Flux balance analysis (FBA) provides a framework for the estimation of intracellular fluxes and energy balance analysis (EBA) ensures the thermodynamic feasibility of the computed optimal fluxes. Previously, these techniques have been used to obtain optimal fluxes that maximize a single objective. Because mammalian systems perform various functions, a multi-objective approach is needed when seeking optimal flux distributions in such systems. For example, hepatocytes perform several metabolic functions at various levels depending on environmental conditions; furthermore, there is a potential benefit to enhance some of these functions for applications such as bioartificial liver (BAL) support devices. Herein we developed a multi-objective optimization approach that couples the normalized Normal Constraint (NC) with both FBA and EBA to obtain multi-objective Pareto-optimal solutions. We investigated the Pareto frontiers in gluconeogenic and glycolytic hepatocytes for various combinations of liver-specific objectives (albumin synthesis, glutathione synthesis, NADPH synthesis, ATP generation, and urea secretion). Next, we evaluated the impact of experimental flux measurements on the Pareto frontiers. We found that measurements induce dramatic changes in Pareto frontiers and further constrain the network fluxes. This multi-objective optimality analysis may help explain certain features of the metabolic control of hepatocytes, which is relevant to the response to hepatocytes and liver to various physiological stimuli and disease states.

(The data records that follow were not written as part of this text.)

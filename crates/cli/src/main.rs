use clap::Parser;
use msgr::logging;
use msgr_cli::cli::Cli;
use msgr_cli::commands;
use tracing::error;

#[tokio::main]
async fn main() {
	let cli = Cli::parse();
	logging::init_logging(cli.verbose);

	if let Err(err) = commands::dispatch(cli.command).await {
		error!(target = "msgr", error = format_args!("{err:#}"), "command failed");
		std::process::exit(1);
	}
}
use std::path::PathBuf;

use anyhow::{Result, bail};
use msgr::AppConfig;

fn resolve(path: Option<PathBuf>) -> Result<PathBuf> {
	match path {
		Some(path) => Ok(path),
		None => Ok(AppConfig::default_path()?),
	}
}

pub fn show(path: Option<PathBuf>) -> Result<()> {
	let path = resolve(path)?;
	let config = AppConfig::load_or_create(&path);
	println!("# {}", path.display());
	println!("{}", serde_json::to_string_pretty(&config)?);
	Ok(())
}

pub fn init(path: Option<PathBuf>, force: bool) -> Result<()> {
	let path = resolve(path)?;
	if path.exists() && !force {
		bail!("{} already exists (use --force to overwrite)", path.display());
	}
	AppConfig::default().save(&path)?;
	println!("Wrote default configuration to {}", path.display());
	Ok(())
}
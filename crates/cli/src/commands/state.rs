use std::path::Path;

use anyhow::{Context, Result};
use msgr::cookies::{ALT_IDENTITY_COOKIE, IDENTITY_COOKIE};
use msgr_protocol::{AppStateCookie, AppStateInput};

pub fn show(file: &Path) -> Result<()> {
	let cookies = load(file)?;

	println!("Session state from: {}", file.display());
	println!();
	println!("COOKIES ({}):", cookies.len());
	if cookies.is_empty() {
		println!("  (none)");
	} else {
		println!("  {:<20} {:<30} {:<12} {:<20}", "KEY", "DOMAIN", "PATH", "EXPIRES");
		println!("  {}", "-".repeat(84));
		for cookie in &cookies {
			let expires = cookie.expires.as_ref().map_or_else(|| "session".to_string(), ToString::to_string);
			println!("  {:<20} {:<30} {:<12} {:<20}", cookie.key, cookie.domain, cookie.path, expires);
		}
	}

	println!();
	match identity(&cookies) {
		Some(id) => println!("identity: {id}"),
		None => println!("identity: (none; this state cannot log in)"),
	}
	Ok(())
}

fn load(file: &Path) -> Result<Vec<AppStateCookie>> {
	let text = std::fs::read_to_string(file).with_context(|| format!("failed to read {}", file.display()))?;
	AppStateInput::Text(text)
		.into_cookies()
		.with_context(|| format!("{} is not a session state file", file.display()))
}

fn identity(cookies: &[AppStateCookie]) -> Option<&str> {
	let find = |name: &str| cookies.iter().find(|c| c.key == name).map(|c| c.value.as_str());
	find(ALT_IDENTITY_COOKIE).or_else(|| find(IDENTITY_COOKIE))
}

#[cfg(test)]
mod tests {
	use super::*;

	#[test]
	fn identity_prefers_alternate_cookie() {
		let mut cookies = vec![AppStateCookie::new("c_user", "1", "example.com")];
		assert_eq!(identity(&cookies), Some("1"));
		cookies.push(AppStateCookie::new("i_user", "2", "example.com"));
		assert_eq!(identity(&cookies), Some("2"));
		assert_eq!(identity(&[]), None);
	}
}
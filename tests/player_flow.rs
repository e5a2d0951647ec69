use juke::model::Track;
use juke::player::{Direction, Player};
use rand::SeedableRng;
use rand::rngs::SmallRng;
use std::collections::HashSet;
use std::path::PathBuf;

fn tracks(n: usize) -> Vec<Track> {
    (0..n)
        .map(|idx| Track {
            title: format!("track {idx}"),
            artist: format!("artist {idx}"),
            source: PathBuf::from(format!("track_{idx}.mp3")),
            cover: format!("https://covers.example/{idx}.jpg"),
        })
        .collect()
}

#[test]
fn sequential_session_walks_the_whole_playlist() {
    let mut player = Player::new(tracks(4)).expect("player");

    let visited: Vec<usize> = (0..3)
        .map(|_| {
            player.advance(Direction::Next);
            player.current
        })
        .collect();
    assert_eq!(visited, vec![1, 2, 3]);

    player.advance(Direction::Next);
    assert_eq!(player.current, 0);
    assert!(player.playing);
}

#[test]
fn next_then_previous_is_identity_from_any_start() {
    for start in 0..5 {
        let mut player = Player::new(tracks(5)).expect("player");
        player.load(start);
        player.advance(Direction::Next);
        player.advance(Direction::Previous);
        assert_eq!(player.current, start);
    }
}

#[test]
fn shuffle_session_covers_playlist_then_resets() {
    let mut player =
        Player::with_rng(tracks(4), SmallRng::seed_from_u64(99)).expect("player");
    player.toggle_shuffle();

    let mut epoch = HashSet::new();
    epoch.insert(player.current);
    for _ in 0..3 {
        player.advance(Direction::Next);
        assert!(epoch.insert(player.current), "track repeated within epoch");
    }
    assert_eq!(epoch.len(), 4);

    // Epoch boundary: the next pick starts a fresh history.
    player.advance(Direction::Next);
    assert_eq!(player.history(), &[player.current]);
}

#[test]
fn shuffle_previous_retraces_then_falls_back_to_fresh_picks() {
    let mut player =
        Player::with_rng(tracks(6), SmallRng::seed_from_u64(7)).expect("player");
    player.toggle_shuffle();
    player.advance(Direction::Next);
    player.advance(Direction::Next);
    let trail: Vec<usize> = player.history().to_vec();
    assert_eq!(trail.len(), 3);

    player.advance(Direction::Previous);
    assert_eq!(player.current, trail[1]);
    player.advance(Direction::Previous);
    assert_eq!(player.current, trail[0]);
    assert_eq!(player.history(), &[trail[0]]);

    // History is down to one entry, so previous now picks something new.
    player.advance(Direction::Previous);
    assert_ne!(player.current, trail[0]);
}

#[test]
fn seeded_rng_makes_shuffle_reproducible() {
    let mut a = Player::with_rng(tracks(8), SmallRng::seed_from_u64(1234)).expect("player");
    let mut b = Player::with_rng(tracks(8), SmallRng::seed_from_u64(1234)).expect("player");
    a.toggle_shuffle();
    b.toggle_shuffle();

    for _ in 0..20 {
        a.advance(Direction::Next);
        b.advance(Direction::Next);
        assert_eq!(a.current, b.current);
    }
}

#[test]
fn play_pause_round_trip_restores_paused_state() {
    let mut player = Player::new(tracks(2)).expect("player");
    assert!(!player.playing);
    player.toggle_play_pause();
    player.toggle_play_pause();
    assert!(!player.playing);
}

#[test]
fn track_ended_keeps_the_session_playing() {
    let mut player = Player::new(tracks(3)).expect("player");
    player.play_track(2);
    let next = player.on_ended().clone();
    assert_eq!(player.current, 0);
    assert_eq!(next.title, "track 0");
    assert!(player.playing);
}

通量平衡分析(FBA)提供了一个用于估计细胞内通量的框架,而能量平衡分析(EBA)则确保了所计算的最优通量在热力学上的可行性。此前,这些技术已被用于获得使单一目标最大化的最优通量。由于哺乳动物系统执行多种功能,因此在寻找此类系统中的最优通量分布时需要采用多目标方法。例如,肝细胞根据环境条件在不同水平上执行多种代谢功能;此外,对于生物人工肝(BAL)支持装置等应用而言,增强其中一些功能可能会带来潜在益处。在此,我们开发了一种多目标优化方法,该方法将归一化的正态约束(NC)与FBA和EBA相结合,以获得多目标帕累托最优解。我们研究了糖异生和糖酵解肝细胞中针对肝脏特异性目标(白蛋白合成、谷胱甘肽合成、NADPH合成、ATP生成和尿素分泌)的各种组合的帕累托前沿。接下来,我们评估了实验通量测量对帕累托前沿的影响。我们发现测量会导致帕累托前沿发生显著变化,并进一步限制网络通量。这种多目标最优性分析可能有助于解释肝细胞代谢控制的某些特征,这与肝细胞和肝脏对各种生理刺激及疾病状态的反应相关。